Assignment
Your reply should reproduce each record precisely as written.

Items from a dataset
>>
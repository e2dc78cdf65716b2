//
// Copyright 2017-2026 Hans W. Uhlig. All Rights Reserved.
//
// Licensed under the Apache License, Version 2.0 (the "License");
// you may not use this file except in compliance with the License.
// You may obtain a copy of the License at
//
//      http://www.apache.org/licenses/LICENSE-2.0
//
// Unless required by applicable law or agreed to in writing, software
// distributed under the License is distributed on an "AS IS" BASIS,
// WITHOUT WARRANTIES OR CONDITIONS OF ANY KIND, either express or implied.
// See the License for the specific language governing permissions and
// limitations under the License.
//

//! Shell bridge server implementation
//!
//! The BridgeServer is the main entry point: it owns the worker pool and the
//! dedicated accept thread. The accept loop never performs I/O on accepted
//! connections: it hands each one to the pool and immediately resumes
//! accepting, so one stalled session cannot block new arrivals.

use crate::listener::BridgeListener;
use crate::{BridgeError, Result, ServerConfig, Session};
use shellbridge_taskpool::TaskPool;
use std::net::{SocketAddr, TcpStream};
use std::sync::atomic::{AtomicBool, Ordering};
use std::sync::{Arc, Mutex};
use std::thread::{self, JoinHandle};
use std::time::Duration;
use tracing::{error, info, warn};

/// Shell bridge server
///
/// Listens on a TCP address and bridges every accepted connection,
/// byte-for-byte in both directions, to its own interactive shell running
/// inside a pseudo-terminal. Concurrency is bounded by the worker pool:
/// one worker thread per active session, further connections queue until a
/// worker frees up.
///
/// Lifecycle: `STOPPED -> LISTENING -> STOPPING -> STOPPED`. A stopped server
/// cannot be restarted; its pool has drained.
///
/// # Example
///
/// ```no_run
/// use shellbridge_server::{BridgeServer, ServerConfig};
///
/// fn main() -> Result<(), Box<dyn std::error::Error>> {
///     let config = ServerConfig::new("127.0.0.1:2333".parse()?).with_worker_count(4);
///     let server = BridgeServer::new(config)?;
///
///     let addr = server.start()?;
///     println!("listening on {addr}");
///
///     // ... run until some external signal ...
///     server.stop()?;
///     Ok(())
/// }
/// ```
pub struct BridgeServer {
    /// Server configuration
    config: ServerConfig,
    /// Session worker pool
    pool: Arc<TaskPool>,
    /// Running flag, shared with the accept thread
    running: Arc<AtomicBool>,
    /// Accept thread handle, joined by `stop`
    accept_handle: Mutex<Option<JoinHandle<()>>>,
    /// Bound address while listening
    local_addr: Mutex<Option<SocketAddr>>,
}

impl BridgeServer {
    /// Create a new server with the given configuration
    ///
    /// Validates the configuration and builds the worker pool; the listener
    /// is not bound until [`start`](BridgeServer::start).
    pub fn new(config: ServerConfig) -> Result<Self> {
        config.validate().map_err(BridgeError::InvalidConfig)?;

        let pool = Arc::new(TaskPool::with_queue_capacity(
            config.worker_count,
            config.queue_capacity,
        ));

        Ok(Self {
            config,
            pool,
            running: Arc::new(AtomicBool::new(false)),
            accept_handle: Mutex::new(None),
            local_addr: Mutex::new(None),
        })
    }

    /// Bind the listener and begin accepting connections
    ///
    /// Binds synchronously, so a bind/listen failure surfaces here and
    /// nothing is left running, then spawns the accept thread. Returns
    /// the bound address, which is the way to learn the port when binding
    /// to port 0.
    pub fn start(&self) -> Result<SocketAddr> {
        if self.running.swap(true, Ordering::SeqCst) {
            return Err(BridgeError::AlreadyRunning);
        }

        match self.try_start() {
            Ok(addr) => Ok(addr),
            Err(err) => {
                self.running.store(false, Ordering::SeqCst);
                Err(err)
            }
        }
    }

    fn try_start(&self) -> Result<SocketAddr> {
        if self.pool.is_shutting_down() {
            return Err(BridgeError::NotRunning);
        }
        self.pool.start()?;

        let listener = BridgeListener::bind(self.config.bind_address, self.config.backlog)?;
        let addr = listener.local_addr();
        *lock(&self.local_addr) = Some(addr);

        info!("shell bridge server started on {addr}");

        let pool = self.pool.clone();
        let config = self.config.clone();
        let running = self.running.clone();
        let handle = thread::Builder::new()
            .name("bridge-accept".to_string())
            .spawn(move || accept_loop(listener, pool, config, running))
            .map_err(BridgeError::Io)?;
        *lock(&self.accept_handle) = Some(handle);

        Ok(addr)
    }

    /// Stop accepting connections and drain the worker pool
    ///
    /// Joins the accept thread (it observes the flag within one poll
    /// interval), then shuts down and joins the pool. In-flight sessions are
    /// not forcibly terminated; they end when either of their endpoints
    /// closes, and `stop` waits for that.
    pub fn stop(&self) -> Result<()> {
        if !self.running.swap(false, Ordering::SeqCst) {
            return Err(BridgeError::NotRunning);
        }

        info!("stopping shell bridge server");

        if let Some(handle) = lock(&self.accept_handle).take() {
            let _ = handle.join();
        }
        *lock(&self.local_addr) = None;

        self.pool.shutdown();
        self.pool.join();

        info!("shell bridge server stopped");
        Ok(())
    }

    /// Check if the server is running
    pub fn is_running(&self) -> bool {
        self.running.load(Ordering::SeqCst)
    }

    /// The bound address while the server is listening
    pub fn local_addr(&self) -> Option<SocketAddr> {
        *lock(&self.local_addr)
    }

    /// Approximate number of idle session workers
    pub fn idle_worker_count(&self) -> usize {
        self.pool.idle_worker_count()
    }

    /// Get the server configuration
    pub fn config(&self) -> &ServerConfig {
        &self.config
    }
}

impl std::fmt::Debug for BridgeServer {
    fn fmt(&self, f: &mut std::fmt::Formatter<'_>) -> std::fmt::Result {
        f.debug_struct("BridgeServer")
            .field("local_addr", &self.local_addr())
            .field("running", &self.is_running())
            .field("idle_workers", &self.idle_worker_count())
            .finish()
    }
}

impl Drop for BridgeServer {
    fn drop(&mut self) {
        if self.running.swap(false, Ordering::SeqCst) {
            warn!("BridgeServer dropped while still running");
        }
    }
}

/// The dedicated accept loop
///
/// Dispatches every accepted connection into the pool and resumes accepting;
/// the per-session future is intentionally dropped: nobody waits on it, and
/// session failures are observable only through the log.
fn accept_loop(
    listener: BridgeListener,
    pool: Arc<TaskPool>,
    config: ServerConfig,
    running: Arc<AtomicBool>,
) {
    while running.load(Ordering::SeqCst) {
        match listener.poll_accept(config.poll_interval) {
            Ok(Some(stream)) => {
                let peer = peer_name(&stream);
                info!(%peer, "connection accepted");

                let task_config = config.clone();
                if let Err(err) = pool.submit(move || handle_session(stream, &task_config)) {
                    warn!(%peer, error = %err, "failed to dispatch session");
                }
            }
            Ok(None) => {}
            Err(err) => {
                error!(error = %err, "failed to accept connection");
                // Back off on errors to avoid a tight loop
                thread::sleep(Duration::from_millis(100));
            }
        }
    }

    info!("accept loop terminated");
}

/// Per-session task body, run on a pool worker
///
/// Any setup or relay failure is caught here and confined to this session;
/// it never reaches the accept loop or other sessions.
fn handle_session(stream: TcpStream, config: &ServerConfig) {
    let peer = peer_name(&stream);
    match Session::open(stream, config).and_then(Session::run) {
        Ok(()) => info!(%peer, "connection closed"),
        Err(err) => error!(%peer, error = %err, "session failed"),
    }
}

fn peer_name(stream: &TcpStream) -> String {
    stream
        .peer_addr()
        .map(|addr| addr.to_string())
        .unwrap_or_else(|_| "unknown".to_string())
}

fn lock<'a, T>(mutex: &'a Mutex<T>) -> std::sync::MutexGuard<'a, T> {
    mutex.lock().unwrap_or_else(|e| e.into_inner())
}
<<
Answer box
repository e2dc78cdf65716b2
//
// Copyright 2017-2026 Hans W. Uhlig. All Rights Reserved.
//
// Licensed under the Apache License, Version 2.0 (the "License");
// you may not use this file except in compliance with the License.
// You may obtain a copy of the License at
//
//      http://www.apache.org/licenses/LICENSE-2.0
//
// Unless required by applicable law or agreed to in writing, software
// distributed under the License is distributed on an "AS IS" BASIS,
// WITHOUT WARRANTIES OR CONDITIONS OF ANY KIND, either express or implied.
// See the License for the specific language governing permissions and
// limitations under the License.
//

//! Shell bridge server implementation
//!
//! The BridgeServer is the main entry point: it owns the worker pool and the
//! dedicated accept thread. The accept loop never performs I/O on accepted
//! connections: it hands each one to the pool and immediately resumes
//! accepting, so one stalled session cannot block new arrivals.

use crate::listener::BridgeListener;
use crate::{BridgeError, Result, ServerConfig, Session};
use shellbridge_taskpool::TaskPool;
use std::net::{SocketAddr, TcpStream};
use std::sync::atomic::{AtomicBool, Ordering};
use std::sync::{Arc, Mutex};
use std::thread::{self, JoinHandle};
use std::time::Duration;
use tracing::{error, info, warn};

/// Shell bridge server
///
/// Listens on a TCP address and bridges every accepted connection,
/// byte-for-byte in both directions, to its own interactive shell running
/// inside a pseudo-terminal. Concurrency is bounded by the worker pool:
/// one worker thread per active session, further connections queue until a
/// worker frees up.
///
/// Lifecycle: `STOPPED -> LISTENING -> STOPPING -> STOPPED`. A stopped server
/// cannot be restarted; its pool has drained.
///
/// # Example
///
/// ```no_run
/// use shellbridge_server::{BridgeServer, ServerConfig};
///
/// fn main() -> Result<(), Box<dyn std::error::Error>> {
///     let config = ServerConfig::new("127.0.0.1:2333".parse()?).with_worker_count(4);
///     let server = BridgeServer::new(config)?;
///
///     let addr = server.start()?;
///     println!("listening on {addr}");
///
///     // ... run until some external signal ...
///     server.stop()?;
///     Ok(())
/// }
/// ```
pub struct BridgeServer {
    /// Server configuration
    config: ServerConfig,
    /// Session worker pool
    pool: Arc<TaskPool>,
    /// Running flag, shared with the accept thread
    running: Arc<AtomicBool>,
    /// Accept thread handle, joined by `stop`
    accept_handle: Mutex<Option<JoinHandle<()>>>,
    /// Bound address while listening
    local_addr: Mutex<Option<SocketAddr>>,
}

impl BridgeServer {
    /// Create a new server with the given configuration
    ///
    /// Validates the configuration and builds the worker pool; the listener
    /// is not bound until [`start`](BridgeServer::start).
    pub fn new(config: ServerConfig) -> Result<Self> {
        config.validate().map_err(BridgeError::InvalidConfig)?;

        let pool = Arc::new(TaskPool::with_queue_capacity(
            config.worker_count,
            config.queue_capacity,
        ));

        Ok(Self {
            config,
            pool,
            running: Arc::new(AtomicBool::new(false)),
            accept_handle: Mutex::new(None),
            local_addr: Mutex::new(None),
        })
    }

    /// Bind the listener and begin accepting connections
    ///
    /// Binds synchronously, so a bind/listen failure surfaces here and
    /// nothing is left running, then spawns the accept thread. Returns
    /// the bound address, which is the way to learn the port when binding
    /// to port 0.
    pub fn start(&self) -> Result<SocketAddr> {
        if self.running.swap(true, Ordering::SeqCst) {
            return Err(BridgeError::AlreadyRunning);
        }

        match self.try_start() {
            Ok(addr) => Ok(addr),
            Err(err) => {
                self.running.store(false, Ordering::SeqCst);
                Err(err)
            }
        }
    }

    fn try_start(&self) -> Result<SocketAddr> {
        if self.pool.is_shutting_down() {
            return Err(BridgeError::NotRunning);
        }
        self.pool.start()?;

        let listener = BridgeListener::bind(self.config.bind_address, self.config.backlog)?;
        let addr = listener.local_addr();
        *lock(&self.local_addr) = Some(addr);

        info!("shell bridge server started on {addr}");

        let pool = self.pool.clone();
        let config = self.config.clone();
        let running = self.running.clone();
        let handle = thread::Builder::new()
            .name("bridge-accept".to_string())
            .spawn(move || accept_loop(listener, pool, config, running))
            .map_err(BridgeError::Io)?;
        *lock(&self.accept_handle) = Some(handle);

        Ok(addr)
    }

    /// Stop accepting connections and drain the worker pool
    ///
    /// Joins the accept thread (it observes the flag within one poll
    /// interval), then shuts down and joins the pool. In-flight sessions are
    /// not forcibly terminated; they end when either of their endpoints
    /// closes, and `stop` waits for that.
    pub fn stop(&self) -> Result<()> {
        if !self.running.swap(false, Ordering::SeqCst) {
            return Err(BridgeError::NotRunning);
        }

        info!("stopping shell bridge server");

        if let Some(handle) = lock(&self.accept_handle).take() {
            let _ = handle.join();
        }
        *lock(&self.local_addr) = None;

        self.pool.shutdown();
        self.pool.join();

        info!("shell bridge server stopped");
        Ok(())
    }

    /// Check if the server is running
    pub fn is_running(&self) -> bool {
        self.running.load(Ordering::SeqCst)
    }

    /// The bound address while the server is listening
    pub fn local_addr(&self) -> Option<SocketAddr> {
        *lock(&self.local_addr)
    }

    /// Approximate number of idle session workers
    pub fn idle_worker_count(&self) -> usize {
        self.pool.idle_worker_count()
    }

    /// Get the server configuration
    pub fn config(&self) -> &ServerConfig {
        &self.config
    }
}

impl std::fmt::Debug for BridgeServer {
    fn fmt(&self, f: &mut std::fmt::Formatter<'_>) -> std::fmt::Result {
        f.debug_struct("BridgeServer")
            .field("local_addr", &self.local_addr())
            .field("running", &self.is_running())
            .field("idle_workers", &self.idle_worker_count())
            .finish()
    }
}

impl Drop for BridgeServer {
    fn drop(&mut self) {
        if self.running.swap(false, Ordering::SeqCst) {
            warn!("BridgeServer dropped while still running");
        }
    }
}

/// The dedicated accept loop
///
/// Dispatches every accepted connection into the pool and resumes accepting;
/// the per-session future is intentionally dropped: nobody waits on it, and
/// session failures are observable only through the log.
fn accept_loop(
    listener: BridgeListener,
    pool: Arc<TaskPool>,
    config: ServerConfig,
    running: Arc<AtomicBool>,
) {
    while running.load(Ordering::SeqCst) {
        match listener.poll_accept(config.poll_interval) {
            Ok(Some(stream)) => {
                let peer = peer_name(&stream);
                info!(%peer, "connection accepted");

                let task_config = config.clone();
                if let Err(err) = pool.submit(move || handle_session(stream, &task_config)) {
                    warn!(%peer, error = %err, "failed to dispatch session");
                }
            }
            Ok(None) => {}
            Err(err) => {
                error!(error = %err, "failed to accept connection");
                // Back off on errors to avoid a tight loop
                thread::sleep(Duration::from_millis(100));
            }
        }
    }

    info!("accept loop terminated");
}

/// Per-session task body, run on a pool worker
///
/// Any setup or relay failure is caught here and confined to this session;
/// it never reaches the accept loop or other sessions.
fn handle_session(stream: TcpStream, config: &ServerConfig) {
    let peer = peer_name(&stream);
    match Session::open(stream, config).and_then(Session::run) {
        Ok(()) => info!(%peer, "connection closed"),
        Err(err) => error!(%peer, error = %err, "session failed"),
    }
}

fn peer_name(stream: &TcpStream) -> String {
    stream
        .peer_addr()
        .map(|addr| addr.to_string())
        .unwrap_or_else(|_| "unknown".to_string())
}

fn lock<'a, T>(mutex: &'a Mutex<T>) -> std::sync::MutexGuard<'a, T> {
    mutex.lock().unwrap_or_else(|e| e.into_inner())
}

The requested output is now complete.